**RECORDED DATA:**
use crate::cli::args::{Cli, Commands};
use crate::config::AppConfig;
use crate::error::Result;
use crate::models::Forecast;
use crate::processors::{ForecastAggregator, IntegrityChecker, ParallelProcessor};
use crate::readers::{ConcurrentReader, ForecastReader};
use crate::utils::filename::{city_summary_filename, default_summary_filename};
use crate::utils::progress::ProgressReporter;
use crate::views::ForecastView;
use crate::writers::{OutputFormat, SummaryWriter};
use tracing::{info, warn};

pub async fn run(cli: Cli, config: AppConfig) -> Result<()> {
    let unit = cli.unit.unwrap_or(config.unit);
    let view = ForecastView::new(unit);
    let aggregator = config.aggregator();

    info!(unit = %unit, "Starting forecast aggregation");

    match cli.command {
        Commands::Daily {
            input,
            output_file,
            export,
            format,
            days,
            include_today,
        } => {
            let format: OutputFormat = format.parse()?;
            let forecast = ForecastReader::new().read_forecast(&input)?;

            let mut aggregator = aggregator;
            if let Some(days) = days {
                aggregator = aggregator.with_daily_days(days);
            }
            if include_today {
                aggregator = aggregator.with_skip_first_day(false);
            }

            let daily = aggregator.build_daily_forecast(&forecast.samples);

            println!("Daily forecast for {}", forecast.location.display_name());
            if daily.is_empty() {
                println!("No complete days in this forecast");
                return Ok(());
            }
            println!("\n{}", view.daily_table(&view.daily(&daily)));

            if export || output_file.is_some() {
                let path = output_file.unwrap_or_else(|| default_summary_filename(format.extension()));
                SummaryWriter::new()
                    .with_format(format)
                    .write_summaries(&daily, &path)?;
                println!("Summaries written to {}", path.display());
            }
        }

        Commands::Hourly { input, count } => {
            let forecast = ForecastReader::new().read_forecast(&input)?;
            let aggregator = match count {
                Some(count) => aggregator.with_hourly_window(count),
                None => aggregator,
            };

            print_hourly(&forecast, &aggregator, &view);
        }

        Commands::Day { input, date } => {
            let forecast = ForecastReader::new().read_forecast(&input)?;
            let bucket = aggregator.day_bucket(&forecast.samples, date)?;
            let summary = aggregator.summarize_day(&bucket)?;

            println!(
                "{} in {}",
                date.format("%A, %B %-d, %Y"),
                forecast.location.display_name()
            );
            println!("\n{}", view.daily_table(&view.daily(std::slice::from_ref(&summary))));
            println!("Complete breakdown ({} samples):", bucket.len());
            let rows = view.hourly(bucket.samples.iter().copied(), forecast.location.offset());
            println!("{}", view.hourly_table(&rows));
        }

        Commands::Dashboard {
            forecast,
            air_quality,
        } => {
            let progress = ProgressReporter::new_spinner("Loading forecast...", false);
            let data = ConcurrentReader::new()
                .read_dashboard(&forecast, air_quality.as_deref())
                .await?;
            progress.finish_with_message("Forecast loaded");

            println!("\n=== {} ===", data.forecast.location.display_name());
            if let Some(daylight) = data.forecast.location.daylight() {
                println!("{}", daylight);
            }
            print_hourly(&data.forecast, &aggregator, &view);

            let daily = aggregator.build_daily_forecast(&data.forecast.samples);
            println!("Coming days:");
            println!("{}", view.daily_table(&view.daily(&daily)));

            match data.air_quality {
                Some(reading) => println!("{}", reading.summary()),
                None if air_quality.is_some() => println!("Air quality unavailable"),
                None => {}
            }
        }

        Commands::Validate { input } => {
            println!("Validating forecast document...");
            println!("Input: {}", input.display());

            let forecast = ForecastReader::new().read_forecast(&input)?;
            let checker = IntegrityChecker::new();
            let report = checker.check_integrity(&forecast.samples);

            println!("\n{}", checker.generate_summary(&report));

            if report.is_clean() {
                println!("✅ All samples passed validation checks");
            } else {
                println!("⚠️  Found {} validation issues", report.violations.len());
            }
        }

        Commands::ProcessDirectory {
            input_dir,
            output_dir,
            format,
            max_workers,
        } => {
            let format: OutputFormat = format.parse()?;
            let workers = max_workers.unwrap_or(config.max_workers);

            println!("Processing forecasts in {}", input_dir.display());
            println!("Workers: {}", workers);

            let progress = ProgressReporter::new(0, "Reading forecasts...", false);
            let processor = ParallelProcessor::new(workers).with_aggregator(aggregator);
            let cities = processor.process_directory(&input_dir, Some(&progress))?;

            let writer = SummaryWriter::new().with_format(format);
            for city in &cities {
                println!(
                    "\n{} ({} days, {:.1}% valid samples)",
                    city.location.display_name(),
                    city.daily.len(),
                    city.integrity.valid_percentage()
                );
                if !city.integrity.is_clean() {
                    warn!(
                        file = %city.source.display(),
                        violations = city.integrity.violations.len(),
                        "Forecast has integrity problems"
                    );
                }
                println!("{}", view.daily_table(&view.daily(&city.daily)));

                if let Some(dir) = &output_dir {
                    let path = dir.join(city_summary_filename(&city.stem(), format.extension()));
                    writer.write_summaries(&city.daily, &path)?;
                }
            }

            if let Some(dir) = &output_dir {
                println!("Summaries written to {}", dir.display());
            }
            println!("Processing complete!");
        }
    }

    Ok(())
}

fn print_hourly(forecast: &Forecast, aggregator: &ForecastAggregator, view: &ForecastView) {
    let window = aggregator.select_hourly_window(&forecast.samples);
    let rows = view.hourly(window, forecast.location.offset());

    println!("Next {} forecasts:", rows.len());
    println!("{}", view.hourly_table(&rows));
}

**TASK BRIEF:** If a line in the material above contains "cities", show that line.

**TASK RESULT:**
            let cities = processor.process_directory(&input_dir, Some(&progress))?;
            for city in &cities {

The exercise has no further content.